#### [What needs to be done]
Below are the records; locate each line with the word "repository" and copy it.

==================================================

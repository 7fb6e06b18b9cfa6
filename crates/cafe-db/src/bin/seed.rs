//! # Seed Data Generator
//!
//! Populates a database with the default chart of accounts and a small demo
//! cafe catalog for development.
//!
//! ## Usage
//! ```bash
//! # Seed ./cafe_dev.db for the default tenant, stock at branch "main"
//! cargo run -p cafe-db --bin seed
//!
//! # Custom database, tenant and branch
//! cargo run -p cafe-db --bin seed -- --db ./data/ledger.db --tenant acme --branch downtown
//! ```
//!
//! ## Generated Data
//! - Default chart of accounts (idempotent: existing numbers are kept)
//! - Raw items: espresso beans, whole milk, 12oz cups, vanilla and caramel syrup
//! - Products: Espresso, Latte, Cappuccino
//! - Add-ons: Vanilla shot, Caramel shot, Extra milk
//! - Opening stock and restock thresholds at the branch

use std::env;

use cafe_core::chart::DEFAULT_CHART;
use cafe_core::{MovementType, RawItemCategory, DEFAULT_TENANT_ID};
use cafe_db::repository::account;
use cafe_db::{Database, DbConfig};

/// (name, stocking unit, unit cost in millicents, category, opening stock, min level)
const RAW_ITEMS: &[(&str, &str, i64, RawItemCategory, f64, f64)] = &[
    ("Espresso Beans", "g", 2_500, RawItemCategory::Ingredient, 5_000.0, 1_000.0),
    ("Whole Milk", "l", 120_000, RawItemCategory::Ingredient, 40.0, 10.0),
    ("Cup 12oz", "pcs", 8_000, RawItemCategory::Packaging, 500.0, 100.0),
    ("Vanilla Syrup", "ml", 1_800, RawItemCategory::Ingredient, 2_000.0, 250.0),
    ("Caramel Syrup", "ml", 1_900, RawItemCategory::Ingredient, 2_000.0, 250.0),
];

/// (name, price in cents, VAT bps, recipe: (raw item, quantity, unit))
const PRODUCTS: &[(&str, i64, u32, &[(&str, f64, &str)])] = &[
    ("Espresso", 300, 1400, &[("Espresso Beans", 18.0, "g"), ("Cup 12oz", 1.0, "pcs")]),
    (
        "Latte",
        450,
        1400,
        &[
            ("Espresso Beans", 18.0, "g"),
            ("Whole Milk", 200.0, "ml"),
            ("Cup 12oz", 1.0, "pcs"),
        ],
    ),
    (
        "Cappuccino",
        420,
        1400,
        &[
            ("Espresso Beans", 18.0, "g"),
            ("Whole Milk", 0.15, "l"),
            ("Cup 12oz", 1.0, "pcs"),
        ],
    ),
];

/// (name, price in cents, per-unit recipe)
const ADDONS: &[(&str, i64, &[(&str, f64, &str)])] = &[
    ("Vanilla shot", 60, &[("Vanilla Syrup", 15.0, "ml")]),
    ("Caramel shot", 60, &[("Caramel Syrup", 15.0, "ml")]),
    ("Extra milk", 40, &[("Whole Milk", 50.0, "ml")]),
];

#[tokio::main]
async fn main() -> Result<(), Box<dyn std::error::Error>> {
    let args: Vec<String> = env::args().collect();

    let mut db_path = String::from("./cafe_dev.db");
    let mut tenant_id = String::from(DEFAULT_TENANT_ID);
    let mut branch_id = String::from("main");

    let mut i = 1;
    while i < args.len() {
        match args[i].as_str() {
            "--db" | "-d" => {
                if i + 1 < args.len() {
                    db_path = args[i + 1].clone();
                    i += 1;
                }
            }
            "--tenant" | "-t" => {
                if i + 1 < args.len() {
                    tenant_id = args[i + 1].clone();
                    i += 1;
                }
            }
            "--branch" | "-b" => {
                if i + 1 < args.len() {
                    branch_id = args[i + 1].clone();
                    i += 1;
                }
            }
            "--help" | "-h" => {
                println!("Cafe Ledger Seed Data Generator");
                println!();
                println!("Usage: seed [OPTIONS]");
                println!();
                println!("Options:");
                println!("  -d, --db <PATH>      Database file path (default: ./cafe_dev.db)");
                println!("  -t, --tenant <ID>    Tenant id (default: {})", DEFAULT_TENANT_ID);
                println!("  -b, --branch <ID>    Branch receiving opening stock (default: main)");
                println!("  -h, --help           Show this help message");
                return Ok(());
            }
            _ => {}
        }
        i += 1;
    }

    println!("🌱 Cafe Ledger Seed Data Generator");
    println!("==================================");
    println!("Database: {}", db_path);
    println!("Tenant:   {}", tenant_id);
    println!("Branch:   {}", branch_id);
    println!();

    let db = Database::new(DbConfig::new(&db_path)).await?;

    println!("✓ Connected to database");
    println!("✓ Migrations applied");

    // Chart of accounts: always safe to re-run.
    let mut tx = db.begin().await?;
    let created = account::seed_chart(&mut tx, &tenant_id, DEFAULT_CHART).await?;
    tx.commit().await?;
    println!(
        "✓ Chart of accounts: {} created, {} already present",
        created,
        DEFAULT_CHART.len() - created
    );

    let catalog = db.catalog();
    let existing = catalog.list_raw_items(&tenant_id).await?;
    if !existing.is_empty() {
        println!("⚠ Tenant already has {} raw items", existing.len());
        println!("  Skipping catalog seed to avoid duplicates.");
        return Ok(());
    }

    println!();
    println!("Creating catalog...");

    let mut item_ids = Vec::with_capacity(RAW_ITEMS.len());
    for (name, unit, cost, category, opening, min_level) in RAW_ITEMS {
        let item = catalog
            .create_raw_item(&tenant_id, name, unit, *cost, *category)
            .await?;
        db.stock()
            .adjust(
                &branch_id,
                &item.id,
                *opening,
                MovementType::Purchase,
                Some("opening-stock"),
                "seed",
            )
            .await?;
        db.stock().set_min_level(&branch_id, &item.id, *min_level).await?;
        println!("  {} ({}): {} on hand", item.name, item.unit, opening);
        item_ids.push((*name, item.id));
    }

    let id_of = |name: &str| {
        item_ids
            .iter()
            .find(|(n, _)| *n == name)
            .map(|(_, id)| id.clone())
            .ok_or_else(|| format!("unknown raw item in seed recipe: {}", name))
    };

    for (name, price, vat, recipe) in PRODUCTS {
        let product = catalog.create_product(&tenant_id, name, *price, *vat).await?;
        for (item, quantity, unit) in recipe.iter() {
            catalog
                .add_recipe_line(&product.id, &id_of(*item)?, *quantity, unit, None)
                .await?;
        }
        println!("  Product {} [{}]: {} recipe lines", product.name, product.id, recipe.len());
    }

    for (name, price, recipe) in ADDONS {
        let addon = catalog.create_addon(&tenant_id, name, *price).await?;
        for (item, quantity, unit) in recipe.iter() {
            catalog
                .add_addon_recipe_line(&addon.id, &id_of(*item)?, *quantity, unit, None)
                .await?;
        }
        println!("  Add-on {} [{}]", addon.name, addon.id);
    }

    println!();
    println!("✓ Seed complete!");

    Ok(())
}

==================================================

#### [Expected output]
repository 7fb6e06b18b9cfa6
use cafe_db::repository::account;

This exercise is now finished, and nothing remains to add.